瓦礫(読み)がれき

精選版 日本国語大辞典「瓦礫」の解説

が‐れき グヮ‥【瓦礫】

〘名〙 (「れき」は「礫」の漢音)
① かわらと小石。がりゃく。
※権記‐長保元年(999)七月二八日「僧正房童部以瓦礫破僧都房云々」
※即興詩人(1901)〈森鴎外訳〉即興詩の作りぞめ「詩神は瓦礫の中に立ちて泣くほどに人ありて美しき石像を土中より掘り出せり」 〔魏書‐李安世伝〕
② (比喩的に) 価値のないもの。つまらないもの。
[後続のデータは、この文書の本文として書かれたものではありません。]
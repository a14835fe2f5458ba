//! Interning registries: the shared-string table and the style table, plus
//! the number-format derivation that ties `CellValue` to a `numFmt`.
//!
//! Both registries are insertion-ordered dedup maps, grounded on the
//! teacher's `fast_writer::shared_strings::SharedStrings` (`Vec<String>` +
//! `HashMap<String, u32>`). Here they are built on `indexmap::IndexMap`,
//! which is already declared in the teacher's `Cargo.toml` but unused in
//! its `src/`; it is the exact tool for an ordered, insertion-deduped map
//! from value to index.

use crate::cell::CellValue;
use crate::style::{Alignment, Border, CellStyle, Fill, Font, NumberFormat};
use indexmap::IndexMap;

/// Deduplicates strings in insertion order; `intern` is idempotent.
#[derive(Debug, Default)]
pub struct SharedStringRegistry {
    index: IndexMap<String, u32>,
    /// Total number of references made via `intern`, including repeats;
    /// distinct from `index.len()`, the unique count.
    reference_count: u64,
}

impl SharedStringRegistry {
    pub fn new() -> Self {
        SharedStringRegistry::default()
    }

    /// Intern `s`, returning its stable zero-based index.
    pub fn intern(&mut self, s: &str) -> u32 {
        self.reference_count += 1;
        if let Some(&index) = self.index.get(s) {
            return index;
        }
        let index = self.index.len() as u32;
        self.index.insert(s.to_string(), index);
        index
    }

    pub fn unique_count(&self) -> usize {
        self.index.len()
    }

    pub fn reference_count(&self) -> u64 {
        self.reference_count
    }

    /// Strings in insertion order, for XML emission.
    pub fn strings(&self) -> impl Iterator<Item = &str> {
        self.index.keys().map(|s| s.as_str())
    }
}

/// Resolved, composite style a cell embeds: indices into each sub-table
/// plus the style registry's own index for the composite itself.
#[derive(Debug, Clone, Copy, PartialEq, Eq, Hash)]
pub struct ResolvedStyle {
    pub font_id: u32,
    pub fill_id: u32,
    pub border_id: u32,
    pub alignment_id: u32,
    pub number_format_id: u32,
}

/// A normalized numFmt: either one of Excel's built-in ids or a custom
/// format code interned into its own sub-table.
#[derive(Debug, Clone, PartialEq, Eq, Hash)]
pub enum NumFmtKey {
    Builtin(u32),
    Custom(String),
}

/// Interning tables for fonts, fills, borders, alignments, number formats,
/// and the composite `ResolvedStyle`. Index 0 of every sub-table is the
/// Excel-mandated default, seeded at construction (spec §4.3).
pub struct StyleRegistry {
    fonts: IndexMap<FontKey, u32>,
    fills: IndexMap<FillKey, u32>,
    borders: IndexMap<BorderKey, u32>,
    alignments: IndexMap<Alignment, u32>,
    number_formats: IndexMap<NumFmtKey, u32>,
    composites: IndexMap<ResolvedStyle, u32>,
    next_custom_numfmt_id: u32,
}

/// `Font`/`Fill`/`Border` are not `Eq`/`Hash` (they carry `f64`/arbitrary
/// strings through `Option`), so the registry keys on a normalized,
/// hashable projection instead of the style types themselves. The XML
/// writer reads these projections directly rather than round-tripping
/// back through the public style types.
#[derive(Debug, Clone, PartialEq, Eq, Hash)]
pub struct FontKey {
    pub name: String,
    size_millis: i64,
    pub bold: bool,
    pub italic: bool,
    pub underline: bool,
    color: Option<(u8, u8, u8, u8)>,
}

impl FontKey {
    pub fn size(&self) -> f64 {
        self.size_millis as f64 / 1000.0
    }

    pub fn color_hex(&self) -> Option<String> {
        self.color
            .map(|(a, r, g, b)| format!("{a:02X}{r:02X}{g:02X}{b:02X}"))
    }
}

impl From<&Font> for FontKey {
    fn from(f: &Font) -> Self {
        FontKey {
            name: f.name.clone().unwrap_or_else(|| "Calibri".to_string()),
            size_millis: (f.size.unwrap_or(11.0) * 1000.0).round() as i64,
            bold: f.bold.unwrap_or(false),
            italic: f.italic.unwrap_or(false),
            underline: f.underline.unwrap_or(false),
            color: f.color.map(|c| (c.alpha, c.red, c.green, c.blue)),
        }
    }
}

#[derive(Debug, Clone, PartialEq, Eq, Hash)]
pub struct FillKey {
    pub pattern: crate::style::FillPattern,
    foreground: Option<(u8, u8, u8, u8)>,
    background: Option<(u8, u8, u8, u8)>,
}

impl FillKey {
    pub fn foreground_hex(&self) -> Option<String> {
        self.foreground
            .map(|(a, r, g, b)| format!("{a:02X}{r:02X}{g:02X}{b:02X}"))
    }

    pub fn background_hex(&self) -> Option<String> {
        self.background
            .map(|(a, r, g, b)| format!("{a:02X}{r:02X}{g:02X}{b:02X}"))
    }
}

impl From<&Fill> for FillKey {
    fn from(f: &Fill) -> Self {
        FillKey {
            pattern: f.pattern,
            foreground: f.foreground.map(|c| (c.alpha, c.red, c.green, c.blue)),
            background: f.background.map(|c| (c.alpha, c.red, c.green, c.blue)),
        }
    }
}

#[derive(Debug, Clone, Copy, PartialEq, Eq, Hash)]
pub struct BorderKey(pub Border);

impl From<&Border> for BorderKey {
    fn from(b: &Border) -> Self {
        BorderKey(*b)
    }
}

impl StyleRegistry {
    pub fn new() -> Self {
        let mut registry = StyleRegistry {
            fonts: IndexMap::new(),
            fills: IndexMap::new(),
            borders: IndexMap::new(),
            alignments: IndexMap::new(),
            number_formats: IndexMap::new(),
            composites: IndexMap::new(),
            next_custom_numfmt_id: 164, // first id outside Excel's built-in range
        };

        registry.intern_font(&FontKey::from(&Font::default()));
        registry.intern_fill(&FillKey::from(&Fill::default()));
        registry.intern_border(&BorderKey::from(&Border::default()));
        registry.intern_alignment(&Alignment::default());
        registry.intern_number_format(&NumFmtKey::Builtin(0));

        registry
    }

    fn intern_font(&mut self, key: &FontKey) -> u32 {
        if let Some(&id) = self.fonts.get(key) {
            return id;
        }
        let id = self.fonts.len() as u32;
        self.fonts.insert(key.clone(), id);
        id
    }

    fn intern_fill(&mut self, key: &FillKey) -> u32 {
        if let Some(&id) = self.fills.get(key) {
            return id;
        }
        let id = self.fills.len() as u32;
        self.fills.insert(key.clone(), id);
        id
    }

    fn intern_border(&mut self, key: &BorderKey) -> u32 {
        if let Some(&id) = self.borders.get(key) {
            return id;
        }
        let id = self.borders.len() as u32;
        self.borders.insert(*key, id);
        id
    }

    fn intern_alignment(&mut self, alignment: &Alignment) -> u32 {
        if let Some(&id) = self.alignments.get(alignment) {
            return id;
        }
        let id = self.alignments.len() as u32;
        self.alignments.insert(*alignment, id);
        id
    }

    fn intern_number_format(&mut self, key: &NumFmtKey) -> u32 {
        if let Some(&id) = self.number_formats.get(key) {
            return id;
        }
        let id = match key {
            NumFmtKey::Builtin(builtin_id) => *builtin_id,
            NumFmtKey::Custom(_) => {
                let id = self.next_custom_numfmt_id;
                self.next_custom_numfmt_id += 1;
                id
            }
        };
        self.number_formats.insert(key.clone(), id);
        id
    }

    /// Derive the number format a cell's value requires, honoring an
    /// explicit override on the style first (spec §4.3).
    fn derive_number_format(style: &CellStyle, value: &CellValue) -> NumFmtKey {
        if let Some(explicit) = &style.number_format {
            return match explicit {
                NumberFormat::Builtin(id) => NumFmtKey::Builtin(*id),
                NumberFormat::Custom(code) => NumFmtKey::Custom(code.clone()),
            };
        }

        match value {
            CellValue::DateValue(_) | CellValue::OptionalDate(Some(_)) => {
                NumFmtKey::Custom("yyyy-mm-dd hh:mm:ss".to_string())
            }
            CellValue::Percentage(Some(_), precision) => {
                if *precision == 0 {
                    NumFmtKey::Custom("0%".to_string())
                } else {
                    NumFmtKey::Custom(format!("0.{}%", "0".repeat(*precision as usize)))
                }
            }
            _ => NumFmtKey::Builtin(0),
        }
    }

    /// Intern `style` merged with the number format `value` requires,
    /// returning the composite `cellXfs` index cells embed (spec §4.3).
    pub fn intern(&mut self, style: &CellStyle, value: &CellValue) -> u32 {
        let font = style.font.clone().unwrap_or_default();
        let fill = style.fill.clone().unwrap_or_default();
        let border = style.border.unwrap_or_default();
        let alignment = style.alignment.unwrap_or_default();
        let numfmt_key = Self::derive_number_format(style, value);

        let resolved = ResolvedStyle {
            font_id: self.intern_font(&FontKey::from(&font)),
            fill_id: self.intern_fill(&FillKey::from(&fill)),
            border_id: self.intern_border(&BorderKey::from(&border)),
            alignment_id: self.intern_alignment(&alignment),
            number_format_id: self.intern_number_format(&numfmt_key),
        };

        if let Some(&id) = self.composites.get(&resolved) {
            return id;
        }
        let id = self.composites.len() as u32;
        self.composites.insert(resolved, id);
        id
    }

    pub fn font_count(&self) -> usize {
        self.fonts.len()
    }

    pub fn fill_count(&self) -> usize {
        self.fills.len()
    }

    pub fn border_count(&self) -> usize {
        self.borders.len()
    }

    pub fn cell_xfs_count(&self) -> usize {
        self.composites.len()
    }

    /// Fonts in insertion order, for `<fonts>` emission.
    pub fn fonts(&self) -> impl Iterator<Item = &FontKey> {
        self.fonts.keys()
    }

    /// Fills in insertion order, for `<fills>` emission.
    pub fn fills(&self) -> impl Iterator<Item = &FillKey> {
        self.fills.keys()
    }

    /// Borders in insertion order, for `<borders>` emission.
    pub fn borders(&self) -> impl Iterator<Item = &BorderKey> {
        self.borders.keys()
    }

    /// Alignments in insertion order, for `<cellXfs>` child `<alignment>` emission.
    pub fn alignments(&self) -> impl Iterator<Item = &Alignment> {
        self.alignments.keys()
    }

    /// Custom number formats in insertion order, for `<numFmts>` emission.
    /// Built-in formats (index < 164) need no `<numFmt>` declaration.
    pub fn custom_number_formats(&self) -> impl Iterator<Item = (u32, &str)> {
        self.number_formats.iter().filter_map(|(key, &id)| match key {
            NumFmtKey::Custom(code) => Some((id, code.as_str())),
            NumFmtKey::Builtin(_) => None,
        })
    }

    /// Composite `cellXfs` entries in insertion order.
    pub fn composites(&self) -> impl Iterator<Item = &ResolvedStyle> {
        self.composites.keys()
    }
}

impl Default for StyleRegistry {
    fn default() -> Self {
        Self::new()
    }
}

#[cfg(test)]
mod tests {
    use super::*;
    use crate::style::{BorderStyle, HorizontalAlign};

    #[test]
    fn shared_string_intern_is_idempotent() {
        let mut registry = SharedStringRegistry::new();
        let a = registry.intern("hello");
        let b = registry.intern("world");
        let c = registry.intern("hello");
        assert_eq!(a, 0);
        assert_eq!(b, 1);
        assert_eq!(c, 0);
        assert_eq!(registry.unique_count(), 2);
        assert_eq!(registry.reference_count(), 3);
    }

    #[test]
    fn shared_string_order_is_insertion_order() {
        let mut registry = SharedStringRegistry::new();
        registry.intern("b");
        registry.intern("a");
        let collected: Vec<&str> = registry.strings().collect();
        assert_eq!(collected, vec!["b", "a"]);
    }

    #[test]
    fn style_registry_seeds_default_at_index_zero() {
        let mut registry = StyleRegistry::new();
        let id = registry.intern(&CellStyle::default(), &CellValue::IntValue(1));
        assert_eq!(id, 0);
    }

    #[test]
    fn style_registry_dedupes_identical_styles() {
        let mut registry = StyleRegistry::new();
        let style = CellStyle {
            font: Some(Font {
                bold: Some(true),
                ..Font::default()
            }),
            ..CellStyle::default()
        };
        let a = registry.intern(&style, &CellValue::IntValue(1));
        let b = registry.intern(&style, &CellValue::IntValue(2));
        assert_eq!(a, b);
        assert_eq!(registry.cell_xfs_count(), 2); // default + this one
    }

    #[test]
    fn style_registry_distinguishes_different_fonts() {
        let mut registry = StyleRegistry::new();
        let bold = CellStyle {
            font: Some(Font {
                bold: Some(true),
                ..Font::default()
            }),
            ..CellStyle::default()
        };
        let italic = CellStyle {
            font: Some(Font {
                italic: Some(true),
                ..Font::default()
            }),
            ..CellStyle::default()
        };
        let a = registry.intern(&bold, &CellValue::IntValue(1));
        let b = registry.intern(&italic, &CellValue::IntValue(1));
        assert_ne!(a, b);
    }

    #[test]
    fn date_values_get_a_derived_number_format() {
        let mut registry = StyleRegistry::new();
        let date = chrono::DateTime::<chrono::FixedOffset>::from(
            chrono::Utc::now(),
        );
        let id = registry.intern(&CellStyle::default(), &CellValue::DateValue(date));
        // Distinct from the plain-integer default (index 0) because the
        // numFmt differs even though every other sub-style is default.
        assert_ne!(id, 0);
    }

    #[test]
    fn percentage_precision_affects_number_format() {
        let mut registry = StyleRegistry::new();
        let a = registry.intern(&CellStyle::default(), &CellValue::Percentage(Some(0.5), 2));
        let b = registry.intern(&CellStyle::default(), &CellValue::Percentage(Some(0.5), 0));
        assert_ne!(a, b);
    }

    #[test]
    fn explicit_number_format_override_is_honored() {
        let mut registry = StyleRegistry::new();
        let style = CellStyle {
            number_format: Some(NumberFormat::Builtin(14)),
            ..CellStyle::default()
        };
        let a = registry.intern(&style, &CellValue::IntValue(1));
        let b = registry.intern(&CellStyle::default(), &CellValue::IntValue(1));
        assert_ne!(a, b);
    }

    #[test]
    fn fill_and_border_and_alignment_participate_in_dedup() {
        let mut registry = StyleRegistry::new();
        let style = CellStyle {
            fill: Some(Fill::solid(crate::color::Color::rgb(1, 2, 3))),
            border: Some(Border::uniform(
                BorderStyle::Thin,
                crate::color::Color::BLACK,
                crate::range::RangeEdges {
                    top: true,
                    bottom: true,
                    left: true,
                    right: true,
                },
            )),
            alignment: Some(Alignment {
                horizontal: Some(HorizontalAlign::Center),
                ..Alignment::default()
            }),
            ..CellStyle::default()
        };
        let a = registry.intern(&style, &CellValue::IntValue(1));
        let b = registry.intern(&style, &CellValue::IntValue(1));
        assert_eq!(a, b);
        assert!(registry.fill_count() > 1);
        assert!(registry.border_count() > 1);
    }
}
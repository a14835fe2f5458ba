//! The column engine: `Column<R>`, `ColumnBuilder<R, T>`, nil-handling, and
//! the transformation chain that produces a terminal `OutputConfig`.
//!
//! No teacher analogue exists (the teacher writes untyped rows of
//! `CellValue` directly); the type-erased `Box<dyn Fn(&R) -> OutputConfig>`
//! wrapper is the Rust re-expression of the generic accessor the original
//! design calls for, matching the "plain struct + inherent methods, no
//! macros" style seen throughout the teacher's `writer.rs`.

use crate::cell::BoolExpr;
use crate::output::OutputConfig;
use crate::style::{CellStyle, ColumnWidth};
use chrono::{DateTime, FixedOffset};

/// How a column resolves a missing (`None`) extracted value at emission time.
#[derive(Clone)]
pub enum NilHandling<T> {
    /// Absence stays absence; the cell is emitted empty.
    KeepEmpty,
    /// Absence is replaced by `v` before emission.
    DefaultValue(T),
}

/// A fully assembled, type-erased column ready to join a `Sheet<R>`.
pub struct Column<R> {
    display_name: String,
    width: Option<ColumnWidth>,
    header_style: Option<CellStyle>,
    body_style: Option<CellStyle>,
    when: Option<Box<dyn Fn(&R) -> bool>>,
    resolve: Box<dyn Fn(&R) -> OutputConfig>,
}

impl<R> Column<R> {
    pub fn display_name(&self) -> &str {
        &self.display_name
    }

    pub fn width(&self) -> Option<ColumnWidth> {
        self.width
    }

    pub fn header_style(&self) -> Option<&CellStyle> {
        self.header_style.as_ref()
    }

    pub fn body_style(&self) -> Option<&CellStyle> {
        self.body_style.as_ref()
    }

    /// The visibility predicate, checked against the first record (spec
    /// §4.1): empty input keeps every column active so headers still appear.
    pub fn is_visible(&self, first_record: Option<&R>) -> bool {
        match (&self.when, first_record) {
            (Some(predicate), Some(record)) => predicate(record),
            _ => true,
        }
    }

    /// Run this column's full transformation chain against one record.
    pub fn resolve(&self, record: &R) -> OutputConfig {
        (self.resolve)(record)
    }
}

type Accessor<R, T> = Box<dyn Fn(&R) -> Option<T>>;
type Predicate<R> = Box<dyn Fn(&R) -> bool>;

/// A column under construction: a display name bound to an accessor,
/// optionally refined with nil-handling, conditional mapping, a visibility
/// predicate, widths, and per-column styles, before a terminal `to_*` call
/// produces the finished `Column<R>` (spec §4.1).
pub struct ColumnBuilder<R, T> {
    display_name: String,
    accessor: Accessor<R, T>,
    conditional: Option<(Predicate<R>, Accessor<R, T>, Accessor<R, T>)>,
    nil_handling: NilHandling<T>,
    width: Option<ColumnWidth>,
    header_style: Option<CellStyle>,
    body_style: Option<CellStyle>,
    when: Option<Predicate<R>>,
}

impl<R, T> ColumnBuilder<R, T>
where
    R: 'static,
    T: Clone + 'static,
{
    /// Bind a display name to an accessor that may be absent per record.
    pub fn optional(
        display_name: impl Into<String>,
        accessor: impl Fn(&R) -> Option<T> + 'static,
    ) -> Self {
        ColumnBuilder {
            display_name: display_name.into(),
            accessor: Box::new(accessor),
            conditional: None,
            nil_handling: NilHandling::KeepEmpty,
            width: None,
            header_style: None,
            body_style: None,
            when: None,
        }
    }

    /// Bind a display name to an accessor that is always present.
    pub fn required(
        display_name: impl Into<String>,
        accessor: impl Fn(&R) -> T + 'static,
    ) -> Self {
        ColumnBuilder::optional(display_name, move |record| Some(accessor(record)))
    }

    /// Substitute `default` wherever the accessor (or conditional mapping)
    /// yields `None`, instead of keeping the cell empty.
    pub fn default_value(mut self, default: T) -> Self {
        self.nil_handling = NilHandling::DefaultValue(default);
        self
    }

    /// Restrict this column to records for which `predicate` holds. The
    /// sheet engine evaluates this only against the first record (spec §4.1).
    pub fn when(mut self, predicate: impl Fn(&R) -> bool + 'static) -> Self {
        self.when = Some(Box::new(predicate));
        self
    }

    /// Route extraction through one of two accessors depending on
    /// `filter(record)`. Conditional mapping runs before nil-handling
    /// (spec §4.1).
    pub fn conditional(
        mut self,
        filter: impl Fn(&R) -> bool + 'static,
        if_true: impl Fn(&R) -> Option<T> + 'static,
        if_false: impl Fn(&R) -> Option<T> + 'static,
    ) -> Self {
        self.conditional = Some((Box::new(filter), Box::new(if_true), Box::new(if_false)));
        self
    }

    pub fn width(mut self, width: ColumnWidth) -> Self {
        self.width = Some(width);
        self
    }

    pub fn header_style(mut self, style: CellStyle) -> Self {
        self.header_style = Some(style);
        self
    }

    pub fn body_style(mut self, style: CellStyle) -> Self {
        self.body_style = Some(style);
        self
    }

}

/// Shared plumbing for every terminal `to_*_with`/`to_*_opt_with` pair:
/// builds the final `Column<R>` from a builder's fields plus a closure that
/// turns the resolved `Option<T>` into the target `OutputConfig` variant.
fn build<R, T>(
    builder: ColumnBuilder<R, T>,
    to_output: impl Fn(Option<T>) -> OutputConfig + 'static,
) -> Column<R>
where
    R: 'static,
    T: Clone + 'static,
{
    let ColumnBuilder {
        display_name,
        accessor,
        conditional,
        nil_handling,
        width,
        header_style,
        body_style,
        when,
    } = builder;

    let resolve = move |record: &R| -> OutputConfig {
        let extracted = match &conditional {
            Some((filter, if_true, if_false)) => {
                if filter(record) {
                    if_true(record)
                } else {
                    if_false(record)
                }
            }
            None => accessor(record),
        };
        let resolved = match extracted {
            Some(v) => Some(v),
            None => match &nil_handling {
                NilHandling::DefaultValue(default) => Some(default.clone()),
                NilHandling::KeepEmpty => None,
            },
        };
        to_output(resolved)
    };

    Column {
        display_name,
        width,
        header_style,
        body_style,
        when,
        resolve: Box::new(resolve),
    }
}

impl<R> ColumnBuilder<R, String>
where
    R: 'static,
{
    /// Terminal conversion for columns whose nil-handling resolves to a
    /// value (`DefaultValue`, or an accessor that is never `None`).
    /// `f` receives the resolved value directly; if nil-handling is
    /// `KeepEmpty` and the accessor yields `None`, `f` is simply skipped
    /// and the cell stays empty; Rust's `Option::map` makes the "legal
    /// only when non-optional" constraint from the original design
    /// unnecessary to enforce separately.
    pub fn to_string_with(self, f: impl Fn(String) -> String + 'static) -> Column<R> {
        build(self, move |resolved| OutputConfig::Text(resolved.map(&f)))
    }

    /// Terminal conversion that always receives the full `Option<String>`,
    /// for transforms that care about absence itself.
    pub fn to_string_opt_with(
        self,
        f: impl Fn(Option<String>) -> Option<String> + 'static,
    ) -> Column<R> {
        build(self, move |resolved| OutputConfig::Text(f(resolved)))
    }

    pub fn to_url_with(self, f: impl Fn(String) -> String + 'static) -> Column<R> {
        build(self, move |resolved| OutputConfig::Url(resolved.map(&f)))
    }

    pub fn to_url_opt_with(
        self,
        f: impl Fn(Option<String>) -> Option<String> + 'static,
    ) -> Column<R> {
        build(self, move |resolved| OutputConfig::Url(f(resolved)))
    }
}

impl<R> ColumnBuilder<R, i64>
where
    R: 'static,
{
    pub fn to_int_with(self, f: impl Fn(i64) -> i64 + 'static) -> Column<R> {
        build(self, move |resolved| OutputConfig::Int(resolved.map(&f)))
    }

    pub fn to_int_opt_with(self, f: impl Fn(Option<i64>) -> Option<i64> + 'static) -> Column<R> {
        build(self, move |resolved| OutputConfig::Int(f(resolved)))
    }
}

impl<R> ColumnBuilder<R, f64>
where
    R: 'static,
{
    pub fn to_double_with(self, f: impl Fn(f64) -> f64 + 'static) -> Column<R> {
        build(self, move |resolved| OutputConfig::Double(resolved.map(&f)))
    }

    pub fn to_double_opt_with(
        self,
        f: impl Fn(Option<f64>) -> Option<f64> + 'static,
    ) -> Column<R> {
        build(self, move |resolved| OutputConfig::Double(f(resolved)))
    }

    /// Wraps the resolved double as a `Percentage` cell, scaled and
    /// rendered to `precision` decimal places by the style/number-format
    /// layer (spec §4.3).
    pub fn to_percentage_with(self, precision: u8) -> Column<R> {
        build(self, move |resolved| {
            OutputConfig::Percentage(resolved, precision)
        })
    }
}

impl<R> ColumnBuilder<R, bool>
where
    R: 'static,
{
    pub fn to_bool_with(self, expr: BoolExpr, f: impl Fn(bool) -> bool + 'static) -> Column<R> {
        build(self, move |resolved| {
            OutputConfig::Bool(resolved.map(&f), expr.clone())
        })
    }

    pub fn to_bool_opt_with(
        self,
        expr: BoolExpr,
        f: impl Fn(Option<bool>) -> Option<bool> + 'static,
    ) -> Column<R> {
        build(self, move |resolved| {
            OutputConfig::Bool(f(resolved), expr.clone())
        })
    }
}

impl<R> ColumnBuilder<R, DateTime<FixedOffset>>
where
    R: 'static,
{
    pub fn to_date_with(
        self,
        f: impl Fn(DateTime<FixedOffset>) -> DateTime<FixedOffset> + 'static,
    ) -> Column<R> {
        build(self, move |resolved| OutputConfig::Date(resolved.map(&f)))
    }

    pub fn to_date_opt_with(
        self,
        f: impl Fn(Option<DateTime<FixedOffset>>) -> Option<DateTime<FixedOffset>> + 'static,
    ) -> Column<R> {
        build(self, move |resolved| OutputConfig::Date(f(resolved)))
    }
}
がりゃく。
※読本・雨月物語(1776)貧福論「崑山の璧(たま)もみだれたる世には瓦礫(グレキ)にひとし」

が‐りゃく グヮ‥【瓦礫】

〘名〙 (「りゃく」は「礫」の呉音)
① =がれき(瓦礫)①〔色葉字類抄(1177‐81)〕
※浄業和讚(995‐1335)下「本願大悲の大地には、瓦礫(グヮリャク)もあへてきらはれず」
※雑談集(1305)一「天台師の云く、鏡には必ず有像、瓦礫(グヮリャク)は不現、中に諸法を具す」

出典 精選版 日本国語大辞典精選版 日本国語大辞典について 情報

デジタル大辞泉「瓦礫」の解説

が‐れき〔グワ‐〕【瓦×礫】

かわらと小石。破壊された建造物の破片など。「瓦礫の山と化す」
値うちのないもの、つまらないもののたとえ。